From the Editors
WWDC: iPhone 3G S + Find My iPhone
New iPhone, new MacBooks, no Steve Jobs, says Apple 2.0 in a short-and-tweet summary of opening day at Apple's Worldwide Developers' Conference. Rumors galore became official announcements today, including a $99 iPhone 3G (same old model with new low price that "changes everything," says Laptop) and a new iPhone 3G S (the S is for speed) to be released June 19. "The iPhone 3GS will more than likely silence all the competition (Palm Pre, Blackberry Storm etc...)," says Manolith. It has "faster processor speed, built-in video capture and editing, voice dialing and voice command, built-in Compass, and of course it will be running iPhone 3.0 [system software]," says The Unofficial Apple Weblog. The iPhone 3.0 OS has more than 100 new features, says CNet's live blog of the WWDC keynote. "One of the coolest is that you can now use the Internet connection of your iPhone to get Internet access for your laptop when you're in a place where you can't get normal web access," says We Love Crowds. "This feature is called tethering." Another is MMS--multimedia messaging--the ability to send audio or video in text messages. Sadly, "AT&T, the exclusive carrier of the iPhone in the United States, will not be able to provide these two features yet," says VentureBeat. "As if iPhone users didn't hate AT&T enough already."

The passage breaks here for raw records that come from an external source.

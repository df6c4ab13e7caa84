use crate::output::print_json;
use anyhow::Context;
use skillset_core::catalog::Catalog;
use skillset_core::config::Config;
use skillset_core::install::{self, InstallRequest};
use skillset_core::state::State;
use skillset_core::types::Tool;
use std::path::Path;

pub fn run(
    root: &Path,
    skill_id: &str,
    tool: Option<&str>,
    folder: Option<String>,
    json: bool,
) -> anyhow::Result<()> {
    let catalog = Catalog::builtin();
    let config = Config::load_or_default(root).context("failed to load config")?;

    let tool: Tool = match tool {
        Some(s) => s.parse()?,
        None => config.default_tool,
    };
    let folder = folder.or_else(|| config.default_folder.clone());

    let report = install::install(
        root,
        catalog,
        &InstallRequest {
            tool,
            folder,
            domains: Vec::new(),
            skills: Some(vec![skill_id.to_string()]),
        },
    )
    .with_context(|| format!("failed to install skill '{skill_id}'"))?;

    let mut state = State::load_or_default(root)?;
    state.record_install(tool);
    state.save(root).context("failed to save state")?;

    if json {
        print_json(&report)?;
    } else {
        println!("Installed {} at {}", skill_id, report.files[0].display());
    }
    Ok(())
}
use serde::Serialize;

pub fn print_json<T: Serialize>(value: &T) -> anyhow::Result<()> {
    println!("{}", serde_json::to_string_pretty(value)?);
    Ok(())
}

pub fn print_table(headers: &[&str], rows: Vec<Vec<String>>) {
    let mut widths: Vec<usize> = headers.iter().map(|h| h.chars().count()).collect();
    for row in &rows {
        for (i, cell) in row.iter().enumerate() {
            if i < widths.len() {
                widths[i] = widths[i].max(cell.chars().count());
            }
        }
    }

    let render = |cells: &[String]| {
        cells
            .iter()
            .enumerate()
            .map(|(i, cell)| {
                let pad = widths.get(i).copied().unwrap_or(0).saturating_sub(cell.chars().count());
                format!("{cell}{}", " ".repeat(pad))
            })
            .collect::<Vec<_>>()
            .join("  ")
    };

    let header_cells: Vec<String> = headers.iter().map(|h| h.to_string()).collect();
    println!("{}", render(&header_cells));
    let sep: Vec<String> = widths.iter().map(|&w| "-".repeat(w)).collect();
    println!("{}", sep.join("  "));
    for row in &rows {
        println!("{}", render(row));
    }
}

/// Aligned `label: value` lines for show-style commands.
pub fn print_kv(pairs: &[(&str, String)]) {
    let width = pairs.iter().map(|(k, _)| k.len()).max().unwrap_or(0);
    for (key, value) in pairs {
        println!("{key:width$}  {value}");
    }
}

Another cool new feature is Find My iPhone, which will display the location of your iPhone on a map on a web site (MobileMe) to show you where it tumbled out of your fanny pack. "The service allows you to send the iPhone an alert sound that will play even if the phone is in silent mode--good for finding it in the back of the couch," explains Cult of Mac. And if you think someone else has found your iPhone, "you can send a message to display on its screen (e.g., "Give it back, thief!") and even wipe the phone [data] completely if you think it's lost for good," says The Next Web, which calls the service brilliant. "This could become of the most touted new features," concurs Mobile Crunch. The new model will be $199 for a 16GB unit and $299 with 32GB (plus monthly fees, natch). The current 3G is $99 as of now; MacRumors figures existing iPhone 3G owners will need to pay around $200 over subsidized pricing to upgrade to get the S. Off the iPhone, Apple is pushing improved versions of the Quicktime A/V player and the Safari browser for Macs and PCs. Apple exec Bertrand Serlet showed a chart indicating that Chrome 2 is 5.3 times faster than Internet Explorer 8 but Safari 4 is 7.8 times faster, says The Download Blog, adding: "We may be looking at a heated battle in the video playback market in addition to Web browsers."